“Wanna learn karate,” a friend asked me the other day, kicking the air.
“Nah, that’s not really my cop o’ tea,” I said, sipping jasmine from the patio and watching in amusement.
“What is your cup of tea,” he asked, slamming his elbow down on a plank that didn’t budge.
“I’m drinking it,” I said snickering.
“You know what i mean,” he said flatly, rubbing his arm.
“For one, a little peace and tranquility goes a long way,” I said, taking another sip.
“I would have settled for peace and quiet, but I guess tranquil is good, too; what’s the difference,” he asked.
“Quiet, of course, means making no noise, or making very little, which is good; being tranquil, on the other hand, means remaining calm, and that includes when your best friend is purposely trying to break your very rare and sturdy cut of Redwood,” I said, glancing at the board he held.
He looked down at it. “Oh, uhmm—heh—sorry man,” he handed the board over to me, giving a nervous chuckle and trying not to look me in the eye. “Here you go man.”
“Here, I’ll show you what I mean by calm and tranquil,” I said, motioning to the rear garden.
As we walked he asked, “you’re not about to show me your collection of shrunken heads, are you?”
I looked back at him confused, “I don’t know what your cup o’ tea is, but shrunken heads give me the creeps. I’m pretty sure that’s the opposite of peace and tranquility.”
“It was worth the shot in the dark,” he said. “Can you imagine if i would’ve gotten that right though? You would have thought I was a mind reader.”

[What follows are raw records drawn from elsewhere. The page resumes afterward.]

// Copyright 2026 the Strata Authors
// SPDX-License-Identifier: Apache-2.0 OR MIT

//! Per-cycle work-sets.
//!
//! Three stages drain depth-keyed sets ([`DepthSet`]); redraw requests live
//! on the node store's dirty channels; timers and idle callbacks live in
//! [`TimerQueue`] and a plain list.
//!
//! Scheduling is idempotent: inserting a node that is already queued is a
//! no-op. Removed nodes are purged from every set at removal time.

use alloc::boxed::Box;
use alloc::collections::{BTreeMap, BTreeSet};
use alloc::rc::Rc;
use alloc::vec::Vec;
use core::cell::Cell;
use core::fmt;

use crate::error::CallbackError;
use crate::node::NodeId;
use crate::pipeline::PipelineContext;
use crate::time::HostTime;

/// A deferred engine callback: timers, idle work, "once stable" hooks.
pub type Callback = Box<dyn FnOnce(&mut PipelineContext) -> Result<(), CallbackError>>;

/// Order in which a stage drains its set.
#[derive(Clone, Copy, Debug, PartialEq, Eq, Hash)]
pub enum DepthOrder {
    /// Greatest depth first (visibility, recalculation).
    DeepestFirst,
    /// Smallest depth first (position updates).
    ShallowestFirst,
}

/// A set of nodes bucketed by depth.
#[derive(Clone, Debug, Default)]
pub struct DepthSet {
    buckets: BTreeMap<u32, BTreeSet<NodeId>>,
    len: usize,
}

impl DepthSet {
    /// Creates an empty set.
    #[must_use]
    pub fn new() -> Self {
        Self::default()
    }

    /// Inserts `id` at `depth`. Returns `false` if it was already present.
    pub fn insert(&mut self, depth: u32, id: NodeId) -> bool {
        let fresh = self.buckets.entry(depth).or_default().insert(id);
        if fresh {
            self.len += 1;
        }
        fresh
    }

    /// Removes `id` from the `depth` bucket. Returns `true` if it was present.
    pub fn remove(&mut self, depth: u32, id: NodeId) -> bool {
        let Some(bucket) = self.buckets.get_mut(&depth) else {
            return false;
        };
        let present = bucket.remove(&id);
        if bucket.is_empty() {
            self.buckets.remove(&depth);
        }
        if present {
            self.len -= 1;
        }
        present
    }

    /// Returns `true` if `id` is queued at `depth`.
    #[must_use]
    pub fn contains(&self, depth: u32, id: NodeId) -> bool {
        self.buckets.get(&depth).is_some_and(|b| b.contains(&id))
    }

    /// Number of queued nodes.
    #[must_use]
    pub fn len(&self) -> usize {
        self.len
    }

    /// Returns `true` if nothing is queued.
    #[must_use]
    pub fn is_empty(&self) -> bool {
        self.len == 0
    }

    /// Returns the first queued `(depth, id)` in `order` for which `skip`
    /// returns `false`.
    ///
    /// The scan starts from the first bucket every time, so nodes inserted at
    /// any depth since the previous call are seen.
    pub fn next_candidate(
        &self,
        order: DepthOrder,
        mut skip: impl FnMut(NodeId) -> bool,
    ) -> Option<(u32, NodeId)> {
        let mut scan = |(depth, bucket): (&u32, &BTreeSet<NodeId>)| {
            bucket
                .iter()
                .find(|id| !skip(**id))
                .map(|id| (*depth, *id))
        };
        match order {
            DepthOrder::DeepestFirst => self.buckets.iter().rev().find_map(&mut scan),
            DepthOrder::ShallowestFirst => self.buckets.iter().find_map(&mut scan),
        }
    }

    /// Removes every id for which `purge` returns `true`.
    pub fn purge(&mut self, mut purge: impl FnMut(NodeId) -> bool) {
        let mut removed = 0;
        self.buckets.retain(|_, bucket| {
            let before = bucket.len();
            bucket.retain(|id| !purge(*id));
            removed += before - bucket.len();
            !bucket.is_empty()
        });
        self.len -= removed;
    }

    /// Iterates over every queued `(depth, id)`, shallowest first.
    pub fn iter(&self) -> impl Iterator<Item = (u32, NodeId)> + '_ {
        self.buckets
            .iter()
            .flat_map(|(depth, bucket)| bucket.iter().map(move |id| (*depth, *id)))
    }
}

/// A handle to a scheduled timer. Dropping it cancels the timer.
#[must_use = "dropping a TimerToken cancels the timer"]
pub struct TimerToken {
    cancelled: Rc<Cell<bool>>,
    armed: bool,
}

impl TimerToken {
    /// Lets the timer fire even though the token is dropped.
    pub fn detach(mut self) {
        self.armed = false;
    }

    /// Cancels the timer now.
    pub fn cancel(self) {}

    /// Returns `true` if the timer has been cancelled.
    #[must_use]
    pub fn is_cancelled(&self) -> bool {
        self.cancelled.get()
    }
}

impl Drop for TimerToken {
    fn drop(&mut self) {
        if self.armed {
            self.cancelled.set(true);
        }
    }
}

impl fmt::Debug for TimerToken {
    fn fmt(&self, f: &mut fmt::Formatter<'_>) -> fmt::Result {
        f.debug_struct("TimerToken")
            .field("cancelled", &self.cancelled.get())
            .field("armed", &self.armed)
            .finish()
    }
}

struct TimerEntry {
    cancelled: Rc<Cell<bool>>,
    callback: Callback,
}

/// A timer taken off the queue because its deadline passed.
pub(crate) struct DueTimer(TimerEntry);

impl DueTimer {
    /// Returns the callback, unless the timer was cancelled after it was
    /// taken off the queue.
    pub(crate) fn into_callback(self) -> Option<Callback> {
        (!self.0.cancelled.get()).then_some(self.0.callback)
    }
}

/// Callbacks keyed by deadline, fired in deadline order (ties in scheduling
/// order).
#[derive(Default)]
pub struct TimerQueue {
    entries: BTreeMap<(HostTime, u64), TimerEntry>,
    next_seq: u64,
}

impl fmt::Debug for TimerQueue {
    fn fmt(&self, f: &mut fmt::Formatter<'_>) -> fmt::Result {
        f.debug_struct("TimerQueue")
            .field("len", &self.entries.len())
            .field("next_deadline", &self.next_deadline())
            .finish_non_exhaustive()
    }
}

impl TimerQueue {
    /// Schedules `callback` at `deadline`.
    pub fn schedule(&mut self, deadline: HostTime, callback: Callback) -> TimerToken {
        let cancelled = Rc::new(Cell::new(false));
        let seq = self.next_seq;
        self.next_seq += 1;
        self.entries.insert(
            (deadline, seq),
            TimerEntry {
                cancelled: Rc::clone(&cancelled),
                callback,
            },
        );
        TimerToken {
            cancelled,
            armed: true,
        }
    }

    /// Earliest deadline of any entry, cancelled or not.
    #[must_use]
    pub fn next_deadline(&self) -> Option<HostTime> {
        self.entries.keys().next().map(|(deadline, _)| *deadline)
    }

    /// Removes every entry due at or before `now`, in firing order.
    ///
    /// Cancellation is checked again when each entry runs, so a callback
    /// can still cancel a later entry of the same batch.
    pub(crate) fn take_due(&mut self, now: HostTime) -> Vec<DueTimer> {
        let mut due = Vec::new();
        while let Some(entry) = self.entries.first_entry() {
            if entry.key().0 > now {
                break;
            }
            let entry = entry.remove();
            if !entry.cancelled.get() {
                due.push(DueTimer(entry));
            }
        }
        due
    }

    /// Number of entries, including cancelled ones not yet discarded.
    #[must_use]
    pub fn len(&self) -> usize {
        self.entries.len()
    }

    /// Returns `true` if no entries are queued.
    #[must_use]
    pub fn is_empty(&self) -> bool {
        self.entries.is_empty()
    }
}

/// Every queue the pipeline drains, except redraw.
#[derive(Default)]
pub struct WorkSets {
    /// Nodes whose visibility must be re-resolved.
    pub visibility: DepthSet,
    /// Containers whose layout must be recalculated.
    pub recalculation: DepthSet,
    /// Nodes whose position must be reconciled with the screen.
    pub position: DepthSet,
    /// Deadline-ordered callbacks.
    pub timers: TimerQueue,
    /// Callbacks run when a pass leaves no work behind.
    pub idle: Vec<Callback>,
}

impl fmt::Debug for WorkSets {
    fn fmt(&self, f: &mut fmt::Formatter<'_>) -> fmt::Result {
        f.debug_struct("WorkSets")
            .field("visibility", &self.visibility.len())
            .field("recalculation", &self.recalculation.len())
            .field("position", &self.position.len())
            .field("timers", &self.timers)
            .field("idle", &self.idle.len())
            .finish()
    }
}

impl WorkSets {
    /// Removes every id for which `dead` returns `true` from the three
    /// depth-keyed sets.
    pub(crate) fn purge(&mut self, mut dead: impl FnMut(NodeId) -> bool) {
        self.visibility.purge(&mut dead);
        self.recalculation.purge(&mut dead);
        self.position.purge(&mut dead);
    }
}
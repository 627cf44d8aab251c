// Copyright 2026 the Strata Authors
// SPDX-License-Identifier: Apache-2.0 OR MIT

//! Tree traversal utilities.

use alloc::vec;
use alloc::vec::Vec;

use super::id::{NO_NODE, NodeId};
use super::store::NodeStore;

/// An iterator over the direct children of a node.
///
/// Created by [`NodeStore::children`].
#[derive(Debug)]
pub struct Children<'a> {
    store: &'a NodeStore,
    current: u32,
}

impl<'a> Children<'a> {
    pub(crate) fn new(store: &'a NodeStore, first: u32) -> Self {
        Self {
            store,
            current: first,
        }
    }
}

impl Iterator for Children<'_> {
    type Item = NodeId;

    fn next(&mut self) -> Option<NodeId> {
        if self.current == NO_NODE {
            return None;
        }
        let idx = self.current;
        self.current = self.store.next_sibling[idx as usize];
        Some(self.store.id_at(idx))
    }
}

impl NodeStore {
    /// Returns the slot indices of the subtree rooted at `idx`, pre-order.
    pub(crate) fn subtree_indices(&self, idx: u32) -> Vec<u32> {
        let mut out = Vec::new();
        let mut stack = vec![idx];
        while let Some(i) = stack.pop() {
            out.push(i);
            // Push in reverse so the first child is visited first.
            let mut children: Vec<u32> = Vec::new();
            let mut child = self.first_child[i as usize];
            while child != NO_NODE {
                children.push(child);
                child = self.next_sibling[child as usize];
            }
            stack.extend(children.into_iter().rev());
        }
        out
    }

    /// Returns the subtree rooted at `id`, pre-order.
    ///
    /// # Panics
    ///
    /// Panics if the handle is stale.
    #[must_use]
    pub fn subtree(&self, id: NodeId) -> Vec<NodeId> {
        self.validate(id);
        self.subtree_indices(id.idx)
            .into_iter()
            .map(|idx| self.id_at(idx))
            .collect()
    }
}
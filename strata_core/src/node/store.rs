// Copyright 2026 the Strata Authors
// SPDX-License-Identifier: Apache-2.0 OR MIT

//! Struct-of-arrays node storage with allocation, topology, and redraw state.

use alloc::boxed::Box;
use alloc::collections::BTreeMap;
use alloc::vec::Vec;
use core::{fmt, mem};

use kurbo::{Rect, Size};
use understory_dirty::{CycleHandling, DirtyTracker, EagerPolicy};

use super::draw_info::DrawInfo;
use super::flags::NodeFlags;
use super::id::{BackgroundId, NO_NODE, NodeId};
use super::traverse::Children;
use crate::dirty;
use crate::geometry::{self, RedrawArea};
use crate::widget::{LayoutManager, Widget};
use crate::window::SizeBounds;

/// Where a node's pixels were last put on the window raster.
#[derive(Clone, Copy, Debug, PartialEq)]
pub(crate) struct Drawn {
    /// Absolute rectangle of the node at the time.
    pub(crate) location: Rect,
    /// The viewport its painting was clipped to.
    pub(crate) viewport: Rect,
}

impl Drawn {
    pub(crate) fn from_info(info: &DrawInfo) -> Self {
        Self {
            location: info.absolute_location,
            viewport: info.viewport,
        }
    }

    /// Returns `true` if every pixel of `location` was painted by the node,
    /// so it can be copied as the node's contents.
    pub(crate) fn is_complete(&self) -> bool {
        geometry::contains(self.viewport, self.location)
    }
}

/// The layout manager slot of a node.
pub(crate) enum LayoutSlot {
    /// Not a container.
    Vacant,
    Installed(Box<dyn LayoutManager>),
    /// Taken out while its `recalculate` runs.
    Running,
}

impl LayoutSlot {
    fn into_installed(self) -> Option<Box<dyn LayoutManager>> {
        match self {
            Self::Installed(layout) => Some(layout),
            Self::Vacant | Self::Running => None,
        }
    }
}
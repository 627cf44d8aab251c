// Copyright 2026 the Strata Authors
// SPDX-License-Identifier: Apache-2.0 OR MIT

//! Messages carried from other threads to the loop thread.

use core::fmt;

use strata_core::pipeline::PipelineContext;

/// A closure run on the loop thread.
pub type Job = Box<dyn FnOnce(&mut PipelineContext) + Send>;

/// One entry in the loop's message queue.
pub enum Message {
    /// Run one closure.
    Run(Job),
    /// Run every closure of a finished batch, in order. Sent once per batch,
    /// even if the batch is empty, so that exactly one pass follows.
    Batch(Vec<Job>),
    /// Finish the queued work, then exit.
    Stop,
}

impl fmt::Debug for Message {
    fn fmt(&self, f: &mut fmt::Formatter<'_>) -> fmt::Result {
        match self {
            Self::Run(_) => f.write_str("Run(..)"),
            Self::Batch(jobs) => write!(f, "Batch({} jobs)", jobs.len()),
            Self::Stop => f.write_str("Stop"),
        }
    }
}
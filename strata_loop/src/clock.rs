// Copyright 2026 the Strata Authors
// SPDX-License-Identifier: Apache-2.0 OR MIT

//! Conversion between `std::time::Instant` and engine [`HostTime`].

use std::time::{Duration as StdDuration, Instant};

use strata_core::time::HostTime;

/// A monotonic clock whose tick 0 is the moment it was created.
///
/// Ticks are nanoseconds.
#[derive(Clone, Copy, Debug)]
pub struct Clock {
    origin: Instant,
}

impl Clock {
    /// Starts a clock at the current instant.
    #[must_use]
    pub fn new() -> Self {
        Self {
            origin: Instant::now(),
        }
    }

    /// Returns the current host time.
    #[must_use]
    pub fn now(&self) -> HostTime {
        self.host_time(Instant::now())
    }

    /// Converts an instant to host time, saturating at both ends.
    #[must_use]
    pub fn host_time(&self, instant: Instant) -> HostTime {
        let nanos = instant.saturating_duration_since(self.origin).as_nanos();
        HostTime(u64::try_from(nanos).unwrap_or(u64::MAX))
    }

    /// Converts host time back to an instant, or `None` if it is not
    /// representable.
    #[must_use]
    pub fn instant(&self, time: HostTime) -> Option<Instant> {
        self.origin.checked_add(StdDuration::from_nanos(time.ticks()))
    }
}

impl Default for Clock {
    fn default() -> Self {
        Self::new()
    }
}

#[cfg(test)]
mod tests {
    use super::*;

    #[test]
    fn now_is_monotonic_non_decreasing() {
        let clock = Clock::new();
        let first = clock.now();
        let second = clock.now();
        assert!(second >= first, "monotonic clock should not go backwards");
    }

    #[test]
    fn instants_round_trip_through_host_time() {
        let clock = Clock::new();
        let later = clock.origin + StdDuration::from_millis(1500);
        let time = clock.host_time(later);
        assert_eq!(time, HostTime(1_500_000_000));
        assert_eq!(clock.instant(time), Some(later));
    }

    #[test]
    fn instants_before_the_origin_saturate_to_zero() {
        let earlier = Instant::now();
        let clock = Clock::new();
        assert_eq!(clock.host_time(earlier), HostTime(0));
    }
}
// Copyright 2026 the Strata Authors
// SPDX-License-Identifier: Apache-2.0 OR MIT

//! Node handles and background references.

use core::fmt;

/// Link value meaning "no node": the parent of a window root, the end of a
/// sibling chain, a leaf's first child.
pub(crate) const NO_NODE: u32 = u32::MAX;

/// A generation-checked handle to a widget node.
///
/// Widgets, layout managers and timers routinely hold handles across a
/// [`remove_node`](crate::pipeline::PipelineContext::remove_node). The freed
/// slot is recycled with a new generation, so such a handle goes stale
/// instead of reaching the slot's next occupant. Pipeline operations ignore
/// stale handles; [`NodeStore`](super::NodeStore) accessors panic on them.
///
/// Work-set buckets order handles by slot, which is stable across a pass but
/// says nothing about sibling order.
#[derive(Clone, Copy, PartialEq, Eq, PartialOrd, Ord, Hash)]
pub struct NodeId {
    pub(crate) idx: u32,
    pub(crate) generation: u32,
}

impl NodeId {
    /// Slot index, for diagnostics.
    #[inline]
    #[must_use]
    pub const fn index(self) -> u32 {
        self.idx
    }

    /// How many times the slot had been freed when this handle was issued.
    #[inline]
    #[must_use]
    pub const fn generation(self) -> u32 {
        self.generation
    }
}

impl fmt::Debug for NodeId {
    fn fmt(&self, f: &mut fmt::Formatter<'_>) -> fmt::Result {
        write!(f, "n{}v{}", self.idx, self.generation)
    }
}

/// A background the window surface knows how to paint: a solid colour, a
/// pixmap, a theme brush.
///
/// The engine never interprets it. Nodes without their own background
/// inherit the nearest ancestor's, and [`WindowSurface::clear`] receives it
/// when a background-priority widget is repainted.
///
/// [`WindowSurface::clear`]: crate::widget::WindowSurface::clear
#[derive(Clone, Copy, Debug, PartialEq, Eq, Hash)]
pub struct BackgroundId(pub u32);
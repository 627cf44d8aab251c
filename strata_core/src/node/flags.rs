// Copyright 2026 the Strata Authors
// SPDX-License-Identifier: Apache-2.0 OR MIT

//! Per-node visibility and lifecycle flags.

/// Per-node boolean state.
///
/// Visibility is tracked at three levels:
///
/// - [`requested_visible`](Self::requested_visible) is what the application
///   asked for on this node alone.
/// - [`inherited_visible`](Self::inherited_visible) is the logical result:
///   requested here and on every ancestor. It is updated as soon as a request
///   is made, so queries see it immediately.
/// - [`actually_visible`](Self::actually_visible) is the state realized on
///   screen. The visibility stage brings it in line with the logical state;
///   the position and redraw stages only act on it.
///
/// [`reported_visible`](Self::reported_visible) is the last value passed to
/// [`Widget::visibility_changed`](crate::widget::Widget::visibility_changed).
#[derive(Clone, Copy, Debug, Default, PartialEq, Eq, Hash)]
pub struct NodeFlags {
    /// The application wants this node shown.
    pub requested_visible: bool,
    /// Requested here and on every ancestor.
    pub inherited_visible: bool,
    /// Applied by the visibility stage.
    pub actually_visible: bool,
    /// Last value reported to the widget.
    pub reported_visible: bool,
    /// [`Widget::initialize`](crate::widget::Widget::initialize) has run.
    pub initialized: bool,
}
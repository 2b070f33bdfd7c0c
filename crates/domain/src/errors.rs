//! Error types used throughout the booking engine

use serde::{Deserialize, Serialize};
use thiserror::Error;

/// Main error type for SalonKit
#[derive(Error, Debug, Clone, Serialize, Deserialize)]
#[serde(tag = "type", content = "message")]
pub enum SalonKitError {
    #[error("Network error: {0}")]
    Network(String),

    #[error("API error: {0}")]
    Api(String),

    #[error("Configuration error: {0}")]
    Config(String),

    #[error("Not found: {0}")]
    NotFound(String),

    #[error("Invalid input: {0}")]
    InvalidInput(String),

    #[error("Internal error: {0}")]
    Internal(String),
}

/// Result type alias for SalonKit operations
pub type Result<T> = std::result::Result<T, SalonKitError>;
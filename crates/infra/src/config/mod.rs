//! Configuration loading

mod loader;

pub use loader::{load, load_from_env, load_from_file, probe_config_paths};
//! Table-driven step gating
//!
//! One rule per step instead of scattered conditionals, so each gate is a
//! pure predicate over the state and independently testable. Reset side
//! effects (clearing the picked time when staff or date change) live on the
//! wizard's mutating operations, not here.

use super::state::{BookingWizardState, Step};

/// Forward gate for one wizard step
pub(crate) struct StepRule {
    pub step: Step,
    pub can_advance: fn(&BookingWizardState) -> bool,
    /// Validation message surfaced when the gate blocks
    pub blocked_reason: &'static str,
}

pub(crate) const STEP_RULES: [StepRule; 4] = [
    StepRule {
        step: Step::Services,
        can_advance: |state| !state.selected_service_ids.is_empty(),
        blocked_reason: "Select at least one service to continue",
    },
    StepRule {
        step: Step::Professional,
        can_advance: |state| state.selected_staff_id.is_some(),
        blocked_reason: "Select a professional to continue",
    },
    StepRule {
        step: Step::DateTime,
        can_advance: |state| state.selected_date.is_some() && state.selected_time.is_some(),
        blocked_reason: "Select a date and time to continue",
    },
    StepRule {
        step: Step::Details,
        can_advance: |state| state.terms_agreed,
        blocked_reason: "You must agree to the terms and conditions",
    },
];

pub(crate) fn rule_for(step: Step) -> &'static StepRule {
    // The table covers every step, in order
    &STEP_RULES[step.number() as usize - 1]
}
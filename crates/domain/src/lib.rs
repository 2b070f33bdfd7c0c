//! # SalonKit Domain
//!
//! Business domain types and models for the SalonKit booking wizard.
//!
//! This crate contains:
//! - Catalog, staff, availability, and booking data types
//! - Domain error types and Result definitions
//! - Configuration structures
//! - Domain constants
//!
//! ## Architecture
//! - No dependencies on other SalonKit crates
//! - Only external dependencies allowed
//! - Pure domain models and data structures

pub mod config;
pub mod constants;
pub mod errors;
pub mod types;

// Re-export commonly used items
pub use config::*;
pub use errors::*;
pub use types::*;
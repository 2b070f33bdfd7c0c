//! Catalog types: categories and the services they offer
//!
//! Categories form an acyclic tree. Each category owns its subcategories
//! outright; the optional `parent_id` is an id-only back-pointer used for
//! display purposes and never for traversal.

use std::collections::{BTreeSet, HashMap};

use serde::{Deserialize, Serialize};

/// Server-assigned category identifier
pub type CategoryId = String;

/// Server-assigned service identifier
pub type ServiceId = String;

/// A bookable service offered by the salon
#[derive(Debug, Clone, Serialize, Deserialize)]
pub struct Service {
    pub id: ServiceId,
    /// Base display name, used when no locale variant matches
    pub name: String,
    /// Per-locale name variants keyed by locale tag (e.g. "de", "fr")
    #[serde(default)]
    pub name_translations: HashMap<String, String>,
    pub duration_minutes: u32,
    pub price_cents: i64,
    #[serde(default)]
    pub discount_price_cents: Option<i64>,
    /// Owning category, assigned during catalog ingestion
    #[serde(default)]
    pub category_id: Option<CategoryId>,
    /// Staff members allowed to perform this service
    #[serde(default)]
    pub assigned_staff_ids: BTreeSet<String>,
}

impl Service {
    /// Locale-specific name if present and non-empty, else the base name.
    /// Always succeeds; a missing locale is not an error.
    pub fn localized_name(&self, locale: &str) -> &str {
        match self.name_translations.get(locale) {
            Some(name) if !name.is_empty() => name,
            _ => &self.name,
        }
    }

    /// Every name field a text search should consider: the base name plus
    /// all locale variants.
    pub fn searchable_names(&self) -> impl Iterator<Item = &str> {
        std::iter::once(self.name.as_str())
            .chain(self.name_translations.values().map(String::as_str))
    }
}

/// A node in the category tree
#[derive(Debug, Clone, Serialize, Deserialize)]
pub struct Category {
    pub id: CategoryId,
    pub name: String,
    #[serde(default)]
    pub name_translations: HashMap<String, String>,
    #[serde(default)]
    pub services: Vec<Service>,
    #[serde(default)]
    pub subcategories: Vec<Category>,
    #[serde(default)]
    pub parent_id: Option<CategoryId>,
}

impl Category {
    /// Locale-specific name if present and non-empty, else the base name.
    pub fn localized_name(&self, locale: &str) -> &str {
        match self.name_translations.get(locale) {
            Some(name) if !name.is_empty() => name,
            _ => &self.name,
        }
    }
}
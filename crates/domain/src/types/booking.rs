//! Booking submission types and company identity

use chrono::{DateTime, NaiveDate, Utc};
use serde::{Deserialize, Serialize};
use uuid::Uuid;

/// Public identity of the company being booked
#[derive(Debug, Clone, Serialize, Deserialize)]
pub struct Company {
    pub name: String,
    #[serde(default)]
    pub logo_url: Option<String>,
}

/// Contact details collected on the final wizard step
#[derive(Debug, Clone, Default, Serialize, Deserialize)]
pub struct CustomerInfo {
    pub first_name: String,
    pub last_name: String,
    pub email: String,
    /// Local number without the country code
    pub phone: String,
    /// Dialing prefix (e.g. "+41")
    pub phone_country_code: String,
    #[serde(default)]
    pub birthday: Option<NaiveDate>,
    #[serde(default)]
    pub notes: String,
}

impl CustomerInfo {
    /// Full phone number as submitted: country code concatenated with the
    /// local number.
    pub fn full_phone(&self) -> String {
        format!("{}{}", self.phone_country_code, self.phone)
    }
}

/// One line item of the submitted booking, one per selected service
#[derive(Debug, Clone, Serialize, Deserialize)]
pub struct BookingItem {
    pub service_id: String,
    pub staff_id: String,
}

/// Customer block as serialized into the booking payload
#[derive(Debug, Clone, Serialize, Deserialize)]
pub struct CustomerPayload {
    pub first_name: String,
    pub last_name: String,
    pub email: String,
    pub phone: String,
    #[serde(default)]
    pub birthday: Option<NaiveDate>,
    #[serde(default)]
    pub notes: String,
}

impl From<&CustomerInfo> for CustomerPayload {
    fn from(info: &CustomerInfo) -> Self {
        Self {
            first_name: info.first_name.clone(),
            last_name: info.last_name.clone(),
            email: info.email.clone(),
            phone: info.full_phone(),
            birthday: info.birthday,
            notes: info.notes.clone(),
        }
    }
}

/// Assembled booking submission
#[derive(Debug, Clone, Serialize, Deserialize)]
pub struct BookingRequest {
    /// Absolute start instant, serialized in UTC
    pub starts_at: DateTime<Utc>,
    pub items: Vec<BookingItem>,
    pub customer: CustomerPayload,
    /// Client-generated key so a retried submission is not double-booked
    pub idempotency_key: Uuid,
}

/// Server response to a successful booking submission
#[derive(Debug, Clone, Serialize, Deserialize)]
pub struct BookingConfirmation {
    pub id: String,
}
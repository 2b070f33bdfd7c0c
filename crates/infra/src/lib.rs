//! # SalonKit Infra
//!
//! Infrastructure adapters for the booking engine.
//!
//! This crate contains:
//! - The `reqwest`-based HTTP adapter implementing the core `BookingApi` port
//! - The configuration loader (environment first, file fallback)
//! - The file-backed display-language preference store

pub mod api;
pub mod config;
pub mod language;

pub use api::SalonApiClient;
pub use language::LanguagePreferenceStore;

“I doubt I’d think well on anyone’s part if I had a secret collection of shrunken heads,” I said.
“I’m sure a public collection would be so much more acceptable,” he added with voice that was too genuine to be serious.
“True dat,” I said, showing him the Chinese boxing dummy. “Voila, this is what I mean by peace and tranquil. My friend looked utterly confused.
“Okay,” he said. “SO, you have a secret fetish for poorly-carved, life size dolls, nice.”
“Watch and learn,” I said. I sat my tea down and began connection several blows in different variations to the dummy. It creaked and inch slightly at each blow until the sequence was finished.
“Okay, you know those ‘learn more’ buttons on the annoying websites,” my friend said.
“Yeah, why,” I asked.
“I’m clicking it. C’mon man, I wanna learn more,” he said, poking his finger repeatedly on an imaginary button in the air.
“Okay, so what you’re trying to learn, karate, is about brute force. It has a great deal to do with a hard structure, proper kicks, strikes, and throws, but that can be dangerous if you live your life with such tension. Being loose and employing readiness for whatever is thrown upon you is not only a stoic mindset of not worrying over that of which you have no control over.”
“That’s deep man,” he said.
“Well, think of it this way: If you go into a fight, or perhaps a daily setting, where you have to commence in battle, or keep up with the daily grind, would you rather do it tensed up and have your energy quickly depleted, or would you want to be like Bruce Lee says.”
“What does he say,” he asked.
“It goes like this: ‘I said empty your mind; be formless, shapeless, like water. If you put water into a cup it becomes the cup; if you put into a teapot, it becomes the teapot. Now, water can flow, or it can crash. Be water my friends.’,” I said.
“Hmm,” he said in awe. “That’s pretty awesome.”
“Yupp, so all you have to do is approach the situation as calm as possible, only excerpting energy when absolutely necessary. Like this,” I said, giving the dummy a few quick punches.
“Oh-oh,” lemme try, he said. He reared back his hand and struck the dummy as hard as he could.
“Maybe I should practice knitting again,” he said, getting a cast put on his hand at the hospital.